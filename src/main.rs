use anyhow::Result;
use landing_transformer::utils::logging;
use landing_transformer::{App, Config};

#[tokio::main]
async fn main() -> Result<()> {
    // 初始化日志
    logging::init();

    // 加载配置
    let config = Config::from_env();

    // 初始化并运行应用
    App::initialize(config)?.run().await?;

    Ok(())
}
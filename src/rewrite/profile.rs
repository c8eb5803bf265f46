//! 每个模式的重写配置
//!
//! 落地页和预落地页两条分支不再复制代码，而是由一份小配置驱动
//! 同一条流水线：拒绝列表变体、锚点策略、是否处理表单等。

use crate::models::Mode;

/// 脚本拒绝列表变体
#[derive(Debug, Clone, Copy, PartialEq, Eq)]
pub enum DenyVariant {
    /// 落地页 / prokla 家族
    Landing,
    /// 预落地页家族
    Prelanding,
}

/// 锚点处理策略
#[derive(Debug, Clone, Copy, PartialEq, Eq)]
pub enum AnchorStrategy {
    /// 把指向外部 / 占位符 / 根路径 / 片段的锚点清空
    Reset,
    /// 把所有锚点改写为 offer 占位符
    Offer,
}

/// 注入变体
#[derive(Debug, Clone, Copy, PartialEq, Eq)]
pub enum Injection {
    /// 电话控件 + 校验脚本引用
    Landing,
    /// 内联滚动跟踪重定向脚本 + 兼容脚本
    Prelanding,
}

/// 单个模式的流水线配置
#[derive(Debug, Clone, Copy)]
pub struct ModeProfile {
    pub deny: DenyVariant,
    pub anchors: AnchorStrategy,
    pub normalize_forms: bool,
    pub purge_loader: bool,
    pub strip_comments: bool,
    pub inject: Injection,
}

/// 模式 → 配置
///
/// `edit_order` 不重写文档，没有配置。
pub fn profile_for(mode: Mode) -> Option<ModeProfile> {
    match mode {
        Mode::Landing | Mode::ProklaLand | Mode::LandForm => Some(ModeProfile {
            deny: DenyVariant::Landing,
            anchors: AnchorStrategy::Reset,
            normalize_forms: true,
            purge_loader: true,
            strip_comments: false,
            inject: Injection::Landing,
        }),
        Mode::Prelanding | Mode::LandToPreland => Some(ModeProfile {
            deny: DenyVariant::Prelanding,
            anchors: AnchorStrategy::Offer,
            normalize_forms: false,
            purge_loader: false,
            strip_comments: true,
            inject: Injection::Prelanding,
        }),
        Mode::EditOrder => None,
    }
}
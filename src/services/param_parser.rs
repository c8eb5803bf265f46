//! 参数解析服务
//!
//! 把用户发送的原始 `key=value` 文本规范化为参数表。
//! 支持两种书写方式：多行 `key=value`，或单行用 `&` 连接的查询串。
//!
//! 带闸门的模式（prokla_land / land_to_preland）要求第一行严格为
//! `key=value`，该行被消费为闸门键值对，不进入参数表；
//! 校验失败返回格式错误，不修改任何会话状态。

use std::collections::BTreeMap;

use percent_encoding::percent_decode_str;
use regex::Regex;
use std::sync::OnceLock;

use crate::error::{AppError, AppResult, FormatError};
use crate::models::{GatePair, Mode};

/// 解析结果：规范化参数表 + 可选的闸门键值对
#[derive(Debug, Clone, PartialEq, Eq)]
pub struct ParsedParams {
    pub params: BTreeMap<String, String>,
    pub gate: Option<GatePair>,
}

/// 闸门行的严格格式：key=value，无任何空白
fn strict_gate_re() -> &'static Regex {
    static RE: OnceLock<Regex> = OnceLock::new();
    RE.get_or_init(|| Regex::new(r"^[A-Za-z0-9_]+=[^\s=]+$").unwrap())
}

/// metka 规范化：<字母><数字> 形式
fn metka_letter_digits_re() -> &'static Regex {
    static RE: OnceLock<Regex> = OnceLock::new();
    RE.get_or_init(|| Regex::new(r"^([A-Za-z])(\d+)$").unwrap())
}

/// metka 规范化：<数字><字母> 形式
fn metka_digits_letter_re() -> &'static Regex {
    static RE: OnceLock<Regex> = OnceLock::new();
    RE.get_or_init(|| Regex::new(r"^(\d+)([A-Za-z])$").unwrap())
}

/// 解析原始参数文本
///
/// # 参数
/// - `mode`: 当前会话模式，决定是否要求闸门行
/// - `raw`: 用户发送的原始文本
///
/// # 返回
/// 规范化后的参数表和可选闸门；格式错误时返回 `FormatError`
pub fn parse(mode: Mode, raw: &str) -> AppResult<ParsedParams> {
    // 只修剪尾部换行；开头的空行会让闸门行校验按约定失败
    let raw = raw.trim_end_matches(|c| c == '\r' || c == '\n');
    if raw.trim().is_empty() {
        return Err(AppError::Format(FormatError::EmptyInput));
    }

    let mut lines: Vec<&str> = split_entries(raw);
    let mut gate = None;

    if mode.requires_gate() {
        // 第一行必须严格为 key=value，不允许空白差异
        let first = lines.first().copied().unwrap_or("");
        if !strict_gate_re().is_match(first) {
            return Err(AppError::Format(FormatError::BadGateLine {
                line: first.to_string(),
            }));
        }
        let (key, value) = first.split_once('=').unwrap_or(("", ""));
        gate = Some(GatePair::new(key, value));
        lines.remove(0);
    }

    let mut params = BTreeMap::new();
    for line in lines {
        // 没有 '=' 的行静默跳过
        let Some((key, value)) = line.split_once('=') else {
            continue;
        };
        let key = key.trim().to_string();
        if key.is_empty() {
            continue;
        }
        let value = percent_decode_str(value.trim())
            .decode_utf8_lossy()
            .into_owned();
        params.insert(key, value);
    }

    canonicalize(&mut params);

    Ok(ParsedParams { params, gate })
}

/// 把参数表序列化回 `key=value` 行（按键排序，解析幂等）
pub fn serialize(params: &BTreeMap<String, String>) -> String {
    params
        .iter()
        .map(|(k, v)| format!("{}={}", k, v))
        .collect::<Vec<_>>()
        .join("\n")
}

/// 切分条目：单行含 '&' 时按查询串处理，否则按行处理
fn split_entries(raw: &str) -> Vec<&str> {
    let lines: Vec<&str> = raw.lines().collect();
    if lines.len() == 1 && lines[0].contains('&') {
        lines[0].split('&').collect()
    } else {
        lines
    }
}

/// 模式相关的值规范化
///
/// - `country` / `lang` 统一大写
/// - `metka`：<字母><数字> 或 <数字><字母> 归一为 <数字><大写字母>，
///   其他形式原样保留
fn canonicalize(params: &mut BTreeMap<String, String>) {
    for key in ["country", "lang"] {
        if let Some(value) = params.get_mut(key) {
            *value = value.to_uppercase();
        }
    }
    if let Some(metka) = params.get_mut("metka") {
        *metka = canonicalize_metka(metka);
    }
}

/// metka 规范化（公开以便单元测试和重用）
pub fn canonicalize_metka(raw: &str) -> String {
    if let Some(caps) = metka_letter_digits_re().captures(raw) {
        return format!("{}{}", &caps[2], caps[1].to_uppercase());
    }
    if let Some(caps) = metka_digits_letter_re().captures(raw) {
        return format!("{}{}", &caps[1], caps[2].to_uppercase());
    }
    raw.to_string()
}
____________
# WHAT IS BEING ASKED
Using the material, show each line where the string "caps" can be found.

# ANSWER AREA
    if let Some(caps) = metka_letter_digits_re().captures(raw) {
        return format!("{}{}", &caps[2], caps[1].to_uppercase());
    if let Some(caps) = metka_digits_letter_re().captures(raw) {
        return format!("{}{}", &caps[1], caps[2].to_uppercase());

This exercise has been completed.